- Directed by: Sanjeev Sivan
- Written by: Beeyar Prasad
- Produced by: Deepti Pillai Sivan
- Starring: Sidhanshu Sanjeev; Soubin Shahir; Narain; Baiju Santhosh; Pauly Valsan;
- Cinematography: Manoj Pillai
- Edited by: A. Sreekar Prasad
- Music by: Tuomas Kantelinen
- Production company: Tripod Motion Pictures
- Release date: 2 February 2024;
- Country: India
- Language: Malayalam

= Ozhuki Ozhuki Ozhuki =

Ozhuki Ozhuki Ozhuki is a 2024 Indian Malayalam-language film directed by director Sanjeev Sivan, written by Beeyar Prasad and produced by Deepti Pillai Sivan.

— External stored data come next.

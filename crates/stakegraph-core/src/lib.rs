//! stakegraph-core
//!
//! Domain types and arithmetic shared by the store and the engine: ids,
//! balances, agent/grant/payout records, per-asset parameters, and the
//! error type every fallible operation returns.

pub mod error;
pub mod math;
pub mod params;
pub mod record;
pub mod types;

pub use error::StakeError;
pub use math::*;
pub use params::*;
pub use record::*;
pub use types::*;
//! Grant-graph traversals.
//!
//! Delegation, recall and reward all walk the same DAG. The strict
//! level-descent rule bounds every walk by the maximum proxy level, but a
//! node can still fan out widely, so the walks run on an explicit work stack
//! instead of the call stack.

use stakegraph_core::error::StakeError;
use stakegraph_core::math::prop;
use stakegraph_core::types::{AccountId, Balance, Bps, BPS_DENOM};

use crate::tx::LedgerTx;

// ── Spread ───────────────────────────────────────────────────────────────────

struct SpreadFrame {
    account: AccountId,
    /// Value that entered this node.
    amount: Balance,
    /// Portion not yet routed onward. Whatever survives the fan-out lands in
    /// the node's own balance when the frame pops.
    remaining: Balance,
    targets: Vec<(AccountId, Bps)>,
    next: usize,
}

/// Push `amount` of value into `root` and auto-route it down every
/// `pct_bps > 0` grant edge, depth-first.
///
/// Shares are minted at each node the value enters, at the node's current
/// exchange rate, except at the root when `mint_at_root` is false (reward
/// refill: the value raises the rate instead of diluting it). Returns the
/// shares minted at the root, 0 when not minting.
pub(crate) fn spread(
    tx: &mut LedgerTx<'_>,
    root: &AccountId,
    amount: Balance,
    mint_at_root: bool,
) -> Result<Balance, StakeError> {
    let (root_minted, root_targets) = enter(tx, root, amount, mint_at_root)?;
    let mut stack = vec![SpreadFrame {
        account: *root,
        amount,
        remaining: amount,
        targets: root_targets,
        next: 0,
    }];

    while let Some(frame) = stack.last_mut() {
        if frame.next >= frame.targets.len() {
            let account = frame.account;
            let remaining = frame.remaining;
            stack.pop();
            let agent = tx.agent_mut(&account)?;
            agent.set_balance(agent.balance + remaining);
            continue;
        }
        let parent = frame.account;
        let parent_amount = frame.amount;
        let (child, pct) = frame.targets[frame.next];
        frame.next += 1;

        let fanout = prop(parent_amount, pct as Balance, BPS_DENOM);
        if fanout == 0 {
            continue;
        }
        let (child_minted, child_targets) = enter(tx, &child, fanout, true)?;

        let mut edge = tx
            .grant(&parent, &child)?
            .ok_or_else(|| StakeError::NotFound(format!("grant {parent} -> {child}")))?;
        edge.share += child_minted;
        // Lifetime counter, never redeemed against; saturate instead of wrap.
        edge.granted = edge.granted.saturating_add(fanout);
        tx.put_grant(edge);

        // last_mut above still points at the parent frame.
        let frame = stack.last_mut().ok_or_else(|| {
            StakeError::SystemInvariant("spread stack drained mid-dispatch".into())
        })?;
        frame.remaining -= fanout;
        let parent_agent = tx.agent_mut(&parent)?;
        parent_agent.proxied += fanout;

        stack.push(SpreadFrame {
            account: child,
            amount: fanout,
            remaining: fanout,
            targets: child_targets,
            next: 0,
        });
    }

    Ok(if mint_at_root { root_minted } else { 0 })
}

/// Mint shares for `amount` entering `account` and snapshot its auto-route
/// targets. The mint is applied to `shares_sum` immediately so that nested
/// entries see the updated rate; who owns the new shares is the caller's
/// business (edge share for routed value, `own_share` at the root).
fn enter(
    tx: &mut LedgerTx<'_>,
    account: &AccountId,
    amount: Balance,
    mint: bool,
) -> Result<(Balance, Vec<(AccountId, Bps)>), StakeError> {
    let targets: Vec<(AccountId, Bps)> = tx
        .grants_of(account)?
        .into_iter()
        .filter(|g| g.pct_bps > 0)
        .map(|g| (g.agent, g.pct_bps))
        .collect();
    let agent = tx.agent_mut(account)?;
    let minted = if !mint {
        0
    } else if agent.total_funds() == 0 {
        amount
    } else {
        prop(amount, agent.shares_sum, agent.total_funds())
    };
    agent.shares_sum += minted;
    Ok((minted, targets))
}

// ── Reclaim ──────────────────────────────────────────────────────────────────

struct RecallFrame {
    account: AccountId,
    shares: Balance,
    /// `shares_sum` before redemption; the proportion basis for everything
    /// pulled out of this node.
    shares_pre: Balance,
    /// `(child, shares of the child to redeem)` per `share > 0` out-edge.
    targets: Vec<(AccountId, Balance)>,
    next: usize,
    /// Value already collected from visited children.
    acc: Balance,
    parent: Option<usize>,
}

/// Redeem `shares` of `root`'s shares for their current value, recursing
/// proportionally through every capital-bearing out-edge.
///
/// Exact on full drain: redeeming all of `shares_pre` takes the node's whole
/// balance and every child share, leaving no rounding dust behind.
pub(crate) fn reclaim(
    tx: &mut LedgerTx<'_>,
    root: &AccountId,
    shares: Balance,
) -> Result<Balance, StakeError> {
    if shares == 0 {
        return Ok(0);
    }
    let mut stack = vec![enter_recall(tx, root, shares, None)?];
    let mut root_result = 0;

    while let Some(frame) = stack.last_mut() {
        if frame.next < frame.targets.len() {
            let parent = frame.account;
            let (child, to_recall) = frame.targets[frame.next];
            frame.next += 1;
            if to_recall == 0 {
                continue;
            }
            let mut edge = tx
                .grant(&parent, &child)?
                .ok_or_else(|| StakeError::NotFound(format!("grant {parent} -> {child}")))?;
            edge.share -= to_recall;
            if edge.is_empty() {
                tx.delete_grant(&parent, &child);
            } else {
                tx.put_grant(edge);
            }
            let parent_idx = stack.len() - 1;
            let child_frame = enter_recall(tx, &child, to_recall, Some(parent_idx))?;
            stack.push(child_frame);
            continue;
        }

        let frame = match stack.pop() {
            Some(f) => f,
            None => break,
        };
        let full = frame.shares == frame.shares_pre;
        let agent = tx.agent_mut(&frame.account)?;
        let balance_part = if full {
            agent.balance
        } else {
            prop(agent.balance, frame.shares, frame.shares_pre)
        };
        agent.set_balance(agent.balance - balance_part);
        agent.shares_sum = frame.shares_pre - frame.shares;
        if full {
            // Every child share was redeemed too, so no routed value remains;
            // zeroing here absorbs the per-edge floor dust.
            agent.proxied = 0;
        }
        let result = frame.acc + balance_part;
        match frame.parent {
            Some(idx) => {
                stack[idx].acc += result;
                let parent_account = stack[idx].account;
                let parent_agent = tx.agent_mut(&parent_account)?;
                parent_agent.proxied = parent_agent.proxied.saturating_sub(result);
            }
            None => root_result = result,
        }
    }

    Ok(root_result)
}

fn enter_recall(
    tx: &mut LedgerTx<'_>,
    account: &AccountId,
    shares: Balance,
    parent: Option<usize>,
) -> Result<RecallFrame, StakeError> {
    let shares_pre = tx.agent(account)?.shares_sum;
    if shares > shares_pre {
        return Err(StakeError::SystemInvariant(format!(
            "agent {account}: redeeming {shares} of {shares_pre} shares"
        )));
    }
    let targets = tx
        .grants_of(account)?
        .into_iter()
        .filter(|g| g.share > 0)
        .map(|g| (g.agent, prop(g.share, shares, shares_pre)))
        .collect();
    Ok(RecallFrame { account: *account, shares, shares_pre, targets, next: 0, acc: 0, parent })
}

// ── Refresh ──────────────────────────────────────────────────────────────────

/// Re-derive the cached `proxied` figure for `root` and everything below it
/// from current child exchange rates.
///
/// Rewards raise a child's rate without touching its grantors, so a parent's
/// cached `proxied` goes stale downward over time. Recomputing bottom-up
/// (children before parents, proxy levels ascending) makes each node's
/// `total_funds` exact before anything above it reads it.
pub(crate) fn refresh_proxied(tx: &mut LedgerTx<'_>, root: &AccountId) -> Result<(), StakeError> {
    let mut seen = std::collections::BTreeSet::new();
    let mut queue = vec![*root];
    let mut nodes: Vec<(u8, AccountId)> = Vec::new();
    while let Some(account) = queue.pop() {
        if !seen.insert(account) {
            continue;
        }
        nodes.push((tx.agent(&account)?.proxy_level, account));
        for g in tx.grants_of(&account)? {
            if g.share > 0 {
                queue.push(g.agent);
            }
        }
    }
    nodes.sort();

    for (_, account) in nodes {
        let mut proxied = 0;
        for g in tx.grants_of(&account)? {
            if g.share == 0 {
                continue;
            }
            let child = tx.agent(&g.agent)?;
            proxied += prop(child.total_funds(), g.share, child.shares_sum);
        }
        tx.agent_mut(&account)?.proxied = proxied;
    }
    Ok(())
}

The film stars Sidhanshu Sanjeev, Soubin Shahir, Narain, Baiju Santhosh and Pauly Valsan in lead roles. The cinematography is handled by Manoj Pillai and editing is done by A. Sreekar Prasad.

== Plot ==
The tale revolves around Paakaran, a 12-year-old boat boy, who, while fishing in the river, stumbles upon a corpse and becomes entangled in a murder investigation as he tries to give the deceased a proper farewell.

== Cast ==
- Sidhanshu Sanjeev
- Soubin Shahir
- Narain
- Baiju Santhosh
- Yadu Krishnan
- Pauly Valsan

== Release ==
The film was released in theatres on 2 February 2024. It was critically acclaimed by film reviewers.

== Accolades ==

- Official selection to Kolkata International Film Festival, India.
- Official selection to Moscow International Children's Film Festival, Russia.